Mark Albertson


Mark Albertson believes that the Second World War was just a continuation of the First World War and that it was the battles on the eastern front between Germany and the Soviet Union that finally brought it to its conclusion.

Mr. Albertson cited a plethora of facts and figures to support his premise.  Among these are comparisons of the impact on the populations of those nations that fought the war.  The British lost 1.1% of their population.  The U.S. lost 1/3 of 1% of its population.  But the Soviets lost 23-27 million out of a population of around 162 million at the beginning of the war.

When Hitler invaded the Soviet territory his goal was to destroy the Red Army and devastate much of its territory to eliminate the Soviets ability to resist the German advance.  And they had significant success in the early stages of the war to the extent that the Soviets lost more fighters in the first two weeks of fighting than the U.S. did during the entire war.  Plus, the Soviet losses were not confined to personnel alone.  It also lost 2000 aircraft in the first two days of the German onslaught.

At that point the Soviets were looking at a very bleak future, but they rallied behind young skilled officers, amazing industrial capability, an almost endless supply of troops and the Soviet winter to turn things around.  Marshall Zhukov called upon the men of the Eastern Army that had been posted in the eastern Soviet Union to reinforce the depleted troops in the west.  Originally this army was posted to meet any Japanese attack.  He was aided by the Soviet winter that dropped to 40 degrees below zero annihilating the horses that the German Army relied on for transportation.  Winter also devastated the German troops, many of whom were only equipped with summer uniforms.

The turning point of the war, Mr. Albertson claims was Dec 7, 1941 and the attack on Pearl Harbor.  This, says Albertson, turned a European war into a global war, joining the industrial capacity and man power of the U.S. to that of the Soviet Union.  Together they completely outmatched the capabilities of Germany, Japan and their allies.
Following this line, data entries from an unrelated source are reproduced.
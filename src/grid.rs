// Per-tick grid model
//
// Folds every snapshot source (fences, bodies, enemy head halos, food, special food)
// into one classification per cell. Non-positive cells become the hazard set;
// positive cells are kept aside as candidate targets.

use serde::Serialize;
use std::collections::{HashMap, HashSet};

use crate::config::ValuationConfig;
use crate::types::{Cell, GameState, SnakeStatus};

/// A cell with a signed value: > 0 beneficial, <= 0 blocking
#[derive(Debug, Clone, Copy, PartialEq, Eq, Serialize)]
pub struct WeightedCell {
    pub cell: Cell,
    pub price: i64,
}

impl WeightedCell {
    pub fn new(cell: Cell, price: i64) -> Self {
        WeightedCell { cell, price }
    }
}

/// Combines two classifications of the same cell. Any hazard wins over any value.
fn merge_price(current: i64, incoming: i64) -> i64 {
    if current <= 0 || incoming <= 0 {
        current.min(incoming)
    } else {
        current.max(incoming)
    }
}

/// Immutable snapshot of the lattice for one tick
#[derive(Debug, Clone)]
pub struct Grid {
    map_size: [i32; 3],
    hazards: HashSet<Cell>,
    valued: Vec<WeightedCell>,
}

impl Grid {
    /// Builds the grid from a list of weighted cells, resolving overlaps
    pub fn from_weighted<I>(map_size: [i32; 3], cells: I) -> Self
    where
        I: IntoIterator<Item = WeightedCell>,
    {
        let mut merged: HashMap<Cell, i64> = HashMap::new();
        for wc in cells {
            merged
                .entry(wc.cell)
                .and_modify(|price| *price = merge_price(*price, wc.price))
                .or_insert(wc.price);
        }

        let mut hazards = HashSet::with_capacity(merged.len());
        let mut valued = Vec::new();
        for (cell, price) in merged {
            if price > 0 {
                valued.push(WeightedCell::new(cell, price));
            } else {
                hazards.insert(cell);
            }
        }
        valued.sort_by_key(|wc| wc.cell);

        Grid {
            map_size,
            hazards,
            valued,
        }
    }

    /// Builds the grid from a server game state
    pub fn from_state(state: &GameState, valuation: &ValuationConfig) -> Result<Self, String> {
        if state.map_size.iter().any(|&extent| extent <= 0) {
            return Err(format!("Invalid map size: {:?}", state.map_size));
        }

        let mut cells = Vec::new();

        cells.extend(
            state
                .fences
                .iter()
                .map(|&c| WeightedCell::new(c, valuation.fence_value)),
        );

        for snake in state.snakes.iter().filter(|s| s.status == SnakeStatus::Alive) {
            let skip = if valuation.include_own_heads { 0 } else { 1 };
            cells.extend(
                snake
                    .geometry
                    .iter()
                    .skip(skip)
                    .map(|&c| WeightedCell::new(c, valuation.own_body_value)),
            );
        }

        for enemy in state.enemies.iter().filter(|e| e.status == SnakeStatus::Alive) {
            cells.extend(
                enemy
                    .geometry
                    .iter()
                    .map(|&c| WeightedCell::new(c, valuation.enemy_body_value)),
            );
            // An enemy head may step into any neighbour next tick
            if let Some(head) = enemy.geometry.first() {
                cells.extend(
                    head.neighbors()
                        .iter()
                        .map(|&c| WeightedCell::new(c, valuation.enemy_halo_value)),
                );
            }
        }

        cells.extend(state.food.iter().map(|f| WeightedCell::new(f.c, f.points)));

        let max_food = state
            .food
            .iter()
            .map(|f| f.points)
            .filter(|&p| p > 0)
            .max()
            .unwrap_or(1);
        let golden_value = max_food.saturating_mul(valuation.golden_multiplier);
        cells.extend(
            state
                .special_food
                .golden
                .iter()
                .map(|&c| WeightedCell::new(c, golden_value)),
        );
        cells.extend(
            state
                .special_food
                .suspicious
                .iter()
                .map(|&c| WeightedCell::new(c, valuation.suspicious_value)),
        );

        Ok(Self::from_weighted(state.map_size, cells))
    }

    /// Bounds are inclusive: `0 <= c <= map_size` on every axis
    pub fn in_bounds(&self, cell: &Cell) -> bool {
        let [sx, sy, sz] = self.map_size;
        (0..=sx).contains(&cell.x) && (0..=sy).contains(&cell.y) && (0..=sz).contains(&cell.z)
    }

    pub fn is_hazard(&self, cell: &Cell) -> bool {
        self.hazards.contains(cell)
    }

    /// A cell an agent may step into this tick
    pub fn is_safe(&self, cell: &Cell) -> bool {
        self.in_bounds(cell) && !self.is_hazard(cell)
    }

    /// Positive cells, ordered by coordinate
    pub fn valued(&self) -> &[WeightedCell] {
        &self.valued
    }

    pub fn hazard_count(&self) -> usize {
        self.hazards.len()
    }

    /// Geometric center of the map
    pub fn center(&self) -> [f64; 3] {
        self.map_size.map(|extent| extent as f64 / 2.0)
    }

    /// Lattice cell at (or just below) the geometric center
    pub fn center_cell(&self) -> Cell {
        let [sx, sy, sz] = self.map_size;
        Cell::new(sx / 2, sy / 2, sz / 2)
    }
}

#[cfg(test)]
mod tests {
    use super::*;
    use crate::config::Config;
    use crate::types::{Enemy, Food, Snake, SpecialFood};

    fn snake(id: &str, geometry: Vec<Cell>) -> Snake {
        Snake {
            id: id.to_string(),
            geometry,
            direction: None,
            status: SnakeStatus::Alive,
            revive_remain_ms: 0,
        }
    }

    fn state() -> GameState {
        GameState {
            map_size: [20, 20, 20],
            snakes: vec![snake("a", vec![Cell::new(1, 1, 1), Cell::new(0, 1, 1)])],
            enemies: vec![Enemy {
                geometry: vec![Cell::new(10, 10, 10), Cell::new(10, 10, 11)],
                status: SnakeStatus::Alive,
                kills: 0,
            }],
            food: vec![
                Food { c: Cell::new(5, 5, 5), points: 4 },
                Food { c: Cell::new(9, 10, 10), points: 30 },
            ],
            fences: vec![Cell::new(3, 3, 3)],
            special_food: SpecialFood {
                golden: vec![Cell::new(7, 7, 7)],
                suspicious: vec![Cell::new(8, 8, 8)],
            },
            tick_remain_ms: 300,
            turn: 1,
            points: 0,
            revive_timeout_sec: 0,
            errors: vec![],
        }
    }

    #[test]
    fn test_hazards_cover_every_blocking_source() {
        let config = Config::default_hardcoded();
        let grid = Grid::from_state(&state(), &config.valuation).unwrap();

        assert!(grid.is_hazard(&Cell::new(3, 3, 3)), "fence");
        assert!(grid.is_hazard(&Cell::new(0, 1, 1)), "own body");
        assert!(grid.is_hazard(&Cell::new(1, 1, 1)), "own head");
        assert!(grid.is_hazard(&Cell::new(10, 10, 11)), "enemy body");
        assert!(grid.is_hazard(&Cell::new(11, 10, 10)), "enemy halo");
        assert!(grid.is_hazard(&Cell::new(8, 8, 8)), "suspicious food");
        assert!(!grid.is_hazard(&Cell::new(5, 5, 5)));
    }

    #[test]
    fn test_hazard_wins_over_food_on_same_cell() {
        let config = Config::default_hardcoded();
        let grid = Grid::from_state(&state(), &config.valuation).unwrap();

        // Food at (9,10,10) sits in the enemy head halo
        let food_cell = Cell::new(9, 10, 10);
        assert!(grid.is_hazard(&food_cell));
        assert!(grid.valued().iter().all(|wc| wc.cell != food_cell));
    }

    #[test]
    fn test_golden_food_uses_multiplier_of_best_food() {
        let config = Config::default_hardcoded();
        let grid = Grid::from_state(&state(), &config.valuation).unwrap();

        let golden = grid
            .valued()
            .iter()
            .find(|wc| wc.cell == Cell::new(7, 7, 7))
            .expect("golden food is valued");
        // Best ordinary food is 30 points, even though it is blocked
        assert_eq!(golden.price, 30 * config.valuation.golden_multiplier);
    }

    #[test]
    fn test_own_head_can_be_excluded() {
        let mut config = Config::default_hardcoded();
        config.valuation.include_own_heads = false;
        let grid = Grid::from_state(&state(), &config.valuation).unwrap();

        assert!(!grid.is_hazard(&Cell::new(1, 1, 1)));
        assert!(grid.is_hazard(&Cell::new(0, 1, 1)));
    }

    #[test]
    fn test_dead_enemies_are_ignored() {
        let config = Config::default_hardcoded();
        let mut s = state();
        s.enemies[0].status = SnakeStatus::Dead;
        let grid = Grid::from_state(&s, &config.valuation).unwrap();

        assert!(!grid.is_hazard(&Cell::new(10, 10, 11)));
        assert!(!grid.is_hazard(&Cell::new(11, 10, 10)));
    }

    #[test]
    fn test_bounds_are_inclusive() {
        let grid = Grid::from_weighted([10, 10, 10], vec![]);
        assert!(grid.in_bounds(&Cell::new(0, 0, 0)));
        assert!(grid.in_bounds(&Cell::new(10, 10, 10)));
        assert!(!grid.in_bounds(&Cell::new(11, 0, 0)));
        assert!(!grid.in_bounds(&Cell::new(0, -1, 0)));
    }

    #[test]
    fn test_positive_overlap_keeps_maximum() {
        let c = Cell::new(1, 2, 3);
        let grid = Grid::from_weighted(
            [10, 10, 10],
            vec![WeightedCell::new(c, 5), WeightedCell::new(c, 50)],
        );
        assert_eq!(grid.valued(), &[WeightedCell::new(c, 50)]);
    }

    #[test]
    fn test_center() {
        let grid = Grid::from_weighted([10, 11, 4], vec![]);
        assert_eq!(grid.center(), [5.0, 5.5, 2.0]);
        assert_eq!(grid.center_cell(), Cell::new(5, 5, 2));
    }
}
But in spite of the advantages the Soviets continued to pay a terrible price.  By 1942, the Soviets had lost 4 ½ million men with losses amounting to more millions as the war progressed. 

The Soviets concentrated on the land war leaving the naval engagements and air war up to the U.S. and Great Britain.  This concentration resulted in their producing massive numbers of superior tanks and artillery compared to the western allies.  It also resulted in their cataclysmic numbers of soldiers and civilians killed.  The Soviet culture under Stalin found such losses perfectly acceptable as was the marching of penal battalions across mine fields to clear them.

According to Albertson, Stalin knew he was winning the war by 1943 and had his eyes focused on taking over as much of Eastern Europe and Western Europe to recompense him for the losses the Soviet Union had suffered and to act as a security buffer against future invasions.  Two weeks after the Normandy invasion, Stalin launches a 450 mile front counter-offensive against Germany that is the beginning of the Soviet steamroller.  This steamroller crushes the German Army it faces and begins to take over Eastern Europe, which Stalin has no intention of ever leaving.  Albertson believes that had it not been for the Normandy invasion, the Soviet troops would have kept going past Germany and occupied all of Western Europe


Q.  What was the rationale for Germany declaring war on the U.S.?

A.  I believe it was Hitler’s attempt to show affinity for the Japanese and encourage the Japanese to attack the Soviet Union.

Q.  Can you comment on the industrialization of the Soviet Union?

A.  In 1914 Russia was the least industrialized, least educated, least developed and least prepared of any major country.  Stalin recognized that this had to change and put tremendous emphasis on building up the capabilities of the Soviet Union.  By 1940, it was the second leading industrial power in the world.

Q.  Can you recommend any Stalin biographies?

A.  Robert Service has a good one.

Q.  How many troops and Civilians did Germany lose to the Eastern Front?

A.  Germany lost about five million to the Eastern Front and about 7-8 million troops and civilians by war’s end.  But it is very hard to get any accurate figures.

Q.  Why couldn’t Germany attack the Soviet factories?

A.  Germany did not have a strategic air force.  It had an excellent tactical air force, but lacked the long range bombers to reach the Soviet factories especially when the Soviets moved much of their industrial capability to the east.

Q.  What effect did the Soviet purge of officers in 1937 have on the war?

A.  It had a great effect.  Stalin purged some of his most brilliant officers.  He was fortunate that the junior officers who stepped up turned out to be very capable.

Q.  Are we still in a cold war with Russia and what are Putin’s goals as you see them?

A.  The cold war is still going on.  After the war and Soviet collapse, NATO came into the countries that used to be under the Soviet thumb.  Putin wants them back as a security measure and certainly does not want Ukraine to become a member of NATO.

Q.  How did Leningrad get tanks to fight the Germans?

A.  They built many of them in Leningrad itself.  In 1944 the Soviets broke the siege and managed to supply the city, but at one point 3-4 thousand people a day were dying in Leningrad.